Paul Goodman described himself as a man of letters but foremost a poet. He published several poetry collections in his life, including The Lordly Hudson (1962), Hawkweed (1967), North Percy (1968), and Homespun of Oatmeal Gray (1970). His Collected Poems (1973) were published posthumously.

== Background ==

Paul Goodman (1911–1972) referred to himself, based on his various literary interests, as a man of letters. While prolific across many literary forms and topical categories, (Note: At the time of his death, his work spanned 21 different sections of the New York Public Library.) as a humanist, Goodman thought of his writing as serving one common subject—"the organism and the environment"—and one common, pragmatic aim: that the writing should effect a change. Indeed, Goodman's poetry, fiction, drama, literary criticism, urban planning, psychological, cultural, and educational theory addressed the theme of the individual citizen's duties in the larger society, especially the responsibility to exercise free action and creativity. While his fiction and poetry was noted in his time, following Growing Up Absurds success, he diverted his attention from literature and spent his final decade pursuing the social and cultural criticism that forms the basis of his legacy.

Goodman prized his poems and stories above his other work, and thought of himself as foremost a poet, though it would not be the work for which he was known.

== Practice and style ==

Goodman began to write poems in his youth, before his first stories. He modeled his early poems in the tradition of Greek and Latin poets, rather than the more contemporary of modernist poetry.

He was known to compose his poems on paper scraps and envelopes that he carried.

Goodman tends to write in traditional formats, albeit loosely, and about his very personal, direct experience, often describing "his" city and circumstances in a style "closer to heightened speech than modernist ellipses".

== Publication history ==

His poems were printed in little magazines and limited private editions. New Directions featured Goodman in their 1941 Five Young American Poets. Goodman released five verse poems the same year in Stop-Light, written in the style of Japanese Noh.

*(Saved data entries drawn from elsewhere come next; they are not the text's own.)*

//! Metrics helpers for account, session, and token outcomes.
//!
//! Everything goes through the `metrics` facade; without an installed recorder the calls are
//! no-ops. Enable the `prometheus` feature to install the bundled exporter.

// std
#[cfg(feature = "prometheus")] use std::sync::OnceLock;
// crates.io
use metrics::Label;
#[cfg(feature = "prometheus")]
use metrics_exporter_prometheus::{PrometheusBuilder, PrometheusHandle};
use smallvec::SmallVec;
// self
use crate::_prelude::*;

type LabelSet = SmallVec<[Label; 2]>;

const METRIC_SIGNUPS_TOTAL: &str = "accounts_signups_total";
const METRIC_ROLLBACKS_TOTAL: &str = "accounts_rollbacks_total";
const METRIC_SIGNINS_TOTAL: &str = "accounts_signins_total";
const METRIC_SESSION_REFRESH_TOTAL: &str = "session_refresh_total";
const METRIC_TOKEN_VERIFICATIONS_TOTAL: &str = "token_verifications_total";
const METRIC_PROVIDER_CALL_DURATION: &str = "provider_call_duration_seconds";

/// Shared Prometheus handle installed by [`install_default_exporter`].
#[cfg(feature = "prometheus")]
static PROMETHEUS_HANDLE: OnceLock<PrometheusHandle> = OnceLock::new();

/// Install the default Prometheus recorder backed by `metrics`.
///
/// Multiple invocations are safe; subsequent calls become no-ops once the recorder is installed.
#[cfg(feature = "prometheus")]
pub fn install_default_exporter() -> Result<()> {
	if PROMETHEUS_HANDLE.get().is_some() {
		return Ok(());
	}

	let handle = PrometheusBuilder::new()
		.install_recorder()
		.map_err(|err| Error::Metrics(err.to_string()))?;
	let _ = PROMETHEUS_HANDLE.set(handle);

	Ok(())
}

/// Access the global Prometheus exporter handle when installed.
#[cfg(feature = "prometheus")]
pub fn prometheus_handle() -> Option<&'static PrometheusHandle> {
	PROMETHEUS_HANDLE.get()
}

/// Count a sign-up attempt by outcome.
pub fn record_signup(status: &'static str) {
	metrics::counter!(METRIC_SIGNUPS_TOTAL, status_labels(status).iter()).increment(1);
}

/// Count a provider-side rollback by outcome.
pub fn record_rollback(status: &'static str) {
	metrics::counter!(METRIC_ROLLBACKS_TOTAL, status_labels(status).iter()).increment(1);
}

/// Count a sign-in attempt by outcome.
pub fn record_signin(status: &'static str) {
	metrics::counter!(METRIC_SIGNINS_TOTAL, status_labels(status).iter()).increment(1);
}

/// Count a session-refresh decision by outcome.
pub fn record_session_refresh(status: &'static str) {
	metrics::counter!(METRIC_SESSION_REFRESH_TOTAL, status_labels(status).iter()).increment(1);
}

/// Count a token verification by outcome.
pub fn record_token_verification(status: &'static str) {
	metrics::counter!(METRIC_TOKEN_VERIFICATIONS_TOTAL, status_labels(status).iter())
		.increment(1);
}

/// Record the latency of one provider call.
pub fn record_provider_call(operation: &str, success: bool, duration: Duration) {
	let mut labels = LabelSet::with_capacity(2);

	labels.push(Label::new("operation", operation.to_owned()));
	labels.push(Label::new("status", if success { "success" } else { "error" }));

	metrics::histogram!(METRIC_PROVIDER_CALL_DURATION, labels.iter())
		.record(duration.as_secs_f64());
}

fn status_labels(status: &'static str) -> LabelSet {
	let mut labels = LabelSet::new();

	labels.push(Label::new("status", status));

	labels
}
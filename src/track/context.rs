//! Request context extraction
//!
//! Builds a `VisitRecord` from an inbound tracking request: client IP with
//! proxy trust validation, the raw User-Agent / Referer / Accept-Language
//! headers, and the visited path. Supports:
//! - Trust chain validation for X-Forwarded-For and Forwarded headers
//! - Vendor-specific headers (CF-Connecting-IP)
//! - Fallback to the socket remote address when headers are untrusted
//! - IPv4 and IPv6, with optional prefix anonymization

use axum::http::HeaderMap;
use ipnet::IpNet;
use std::net::IpAddr;
use tracing::warn;

use crate::config::{TrackingConfig, TrustedProxyMode};
use crate::stats::VisitRecord;

/// Build a visit record from the request parts.
///
/// Missing or unreadable headers degrade to empty strings; a missing or
/// empty Referer becomes the "Direct" sentinel. `timestamp` is the capture
/// time and is never changed afterwards.
pub fn build_record(
    headers: &HeaderMap,
    socket_addr: IpAddr,
    url: &str,
    timestamp: i64,
    config: &TrackingConfig,
) -> VisitRecord {
    let mut client_ip = extract_client_ip(headers, socket_addr, config);
    if config.ip_anonymization {
        client_ip = anonymize_ip(client_ip);
    }

    let referrer = match header_str(headers, "referer") {
        Some(value) if !value.is_empty() => value.to_string(),
        _ => "Direct".to_string(),
    };

    VisitRecord {
        timestamp,
        ip: client_ip.to_string(),
        user_agent: header_str(headers, "user-agent").unwrap_or("").to_string(),
        url: url.to_string(),
        referrer,
        language: header_str(headers, "accept-language")
            .unwrap_or("")
            .to_string(),
    }
}

/// Extract the client IP address according to the trust configuration
pub fn extract_client_ip(
    headers: &HeaderMap,
    socket_addr: IpAddr,
    config: &TrackingConfig,
) -> IpAddr {
    match config.trusted_proxy_mode {
        TrustedProxyMode::Cloudflare => extract_cloudflare_ip(headers).unwrap_or_else(|| {
            warn!("CF-Connecting-IP header missing in Cloudflare mode, using socket address");
            socket_addr
        }),
        TrustedProxyMode::Standard => extract_standard_ip(headers, config).unwrap_or(socket_addr),
        TrustedProxyMode::None => socket_addr,
    }
}

fn header_str<'a>(headers: &'a HeaderMap, name: &str) -> Option<&'a str> {
    headers.get(name).and_then(|h| h.to_str().ok())
}

/// Extract IP from the Cloudflare-specific header
fn extract_cloudflare_ip(headers: &HeaderMap) -> Option<IpAddr> {
    header_str(headers, "cf-connecting-ip").and_then(|s| s.parse::<IpAddr>().ok())
}

/// Extract IP from standard headers (Forwarded, X-Forwarded-For)
fn extract_standard_ip(headers: &HeaderMap, config: &TrackingConfig) -> Option<IpAddr> {
    // Prefer the RFC 7239 Forwarded header
    if let Some(ip) = extract_from_forwarded(headers) {
        return Some(ip);
    }

    extract_from_x_forwarded_for(headers, config)
}

/// Parse the RFC 7239 Forwarded header, e.g.
/// `Forwarded: for=192.0.2.60;proto=http;by=203.0.113.43`
fn extract_from_forwarded(headers: &HeaderMap) -> Option<IpAddr> {
    let forwarded = header_str(headers, "forwarded")?;

    for element in forwarded.split(',') {
        for param in element.split(';') {
            let param = param.trim();
            if let Some(value) = param.strip_prefix("for=") {
                // Strip quotes, IPv6 brackets, and a trailing port
                let ip_str = value
                    .trim_matches('"')
                    .trim_start_matches('[')
                    .split(']')
                    .next()
                    .unwrap_or(value)
                    .split(':')
                    .next()
                    .unwrap_or(value);

                if let Ok(ip) = ip_str.parse::<IpAddr>() {
                    return Some(ip);
                }
            }
        }
    }

    None
}

/// Parse X-Forwarded-For with right-to-left trust validation
fn extract_from_x_forwarded_for(headers: &HeaderMap, config: &TrackingConfig) -> Option<IpAddr> {
    let xff = header_str(headers, "x-forwarded-for")?;

    let ips: Vec<IpAddr> = xff
        .split(',')
        .filter_map(|s| s.trim().parse::<IpAddr>().ok())
        .collect();

    if ips.is_empty() {
        return None;
    }

    // A fixed proxy count skips that many entries from the right
    if let Some(num_trusted) = config.num_trusted_proxies {
        if ips.len() > num_trusted {
            return Some(ips[ips.len() - num_trusted - 1]);
        }
        // Not enough IPs in the chain, return the leftmost
        return ips.first().copied();
    }

    let trusted = trusted_networks(config);
    if !trusted.is_empty() {
        // Walk right to left, skipping proxies inside the trusted ranges;
        // the first address outside them is the client
        for ip in ips.iter().rev() {
            if !trusted.iter().any(|net| net.contains(ip)) {
                return Some(*ip);
            }
        }
        // The whole chain is trusted infrastructure
        return ips.first().copied();
    }

    // No trust configuration, return the rightmost IP
    ips.last().copied()
}

fn trusted_networks(config: &TrackingConfig) -> Vec<IpNet> {
    config
        .trusted_proxies
        .iter()
        .filter_map(|cidr| match cidr.parse::<IpNet>() {
            Ok(net) => Some(net),
            Err(e) => {
                warn!("Ignoring invalid trusted proxy CIDR '{}': {}", cidr, e);
                None
            }
        })
        .collect()
}

/// Anonymize an IP address by truncating to a network prefix
///
/// - IPv4: truncate to /24 (zero the last octet)
/// - IPv6: truncate to /48 (zero the last 80 bits)
pub fn anonymize_ip(ip: IpAddr) -> IpAddr {
    match ip {
        IpAddr::V4(addr) => {
            let octets = addr.octets();
            IpAddr::V4(std::net::Ipv4Addr::new(octets[0], octets[1], octets[2], 0))
        }
        IpAddr::V6(addr) => {
            let segments = addr.segments();
            IpAddr::V6(std::net::Ipv6Addr::new(
                segments[0],
                segments[1],
                segments[2],
                0,
                0,
                0,
                0,
                0,
            ))
        }
    }
}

Goodman originally printed a set of poems, The Copernican Revolution, as a Christmas card with his friend's small 5x8 Press in 1946. With demand, a 1947 edition doubled its content.

Between 1954 and 1960, Goodman's spouse, Sally Goodman, compiled and printed three pamphlets of his poetry: Day and Other Poems (1954), Red Jacket (Christmas 1955), and The Well of Bethlehem (1957 or 1958). Some of these poems were previously published in the Quarterly Review of Literature, Poetry, Resistance, among other small publications.

His poetry collections came later in his life, after he had come to prominence as a social critic with Growing Up Absurd (1960). These poetry volumes included The Lordly Hudson (1962), Hawkweed (1967), North Percy (1968), and Homespun of Oatmeal Grey (1970).

== Collections ==

=== The Lordly Hudson ===

Poet Harvey Shapiro wrote that the poetry in The Lordly Hudson, Goodman's first solo collection, was "the purest version of his thought ... always serviceable, sometimes awkward ... by rips and starts brilliant." Richard Kostelanetz wrote that Goodman's title lyric was his most memorable line:

This is our Lordly Hudson hardly flowing
under the green-grown cliffs

and has no peer in Europe or the East.
Be quiet, heart! Home! Home!

The phrase "lordly Hudson" had been first penned by Washington Irving in the early 1800s.

Composer Ned Rorem put Goodman's poem "The Lordly Hudson" to art song. The Music Library Association called it the best published song of 1948. Soprano Janet Fairbank premiered the work.

== Influence ==

Goodman influenced the poet Frank O'Hara, who liked Goodman's plain speech in his fiction, his act of writing poems occasionally, and his focus on New York City.

Composer Ned Rorem set many of Goodman's poems to art song.

== Collections ==
- Stop-Light: Five Dance Poems (1941)
- The Lordly Hudson: Collected Poems (1962)
- Hawkweed (1967)
- North Percy (1968)
- Homespun of Oatmeal Gray (1970)
- Collected Poems (1973)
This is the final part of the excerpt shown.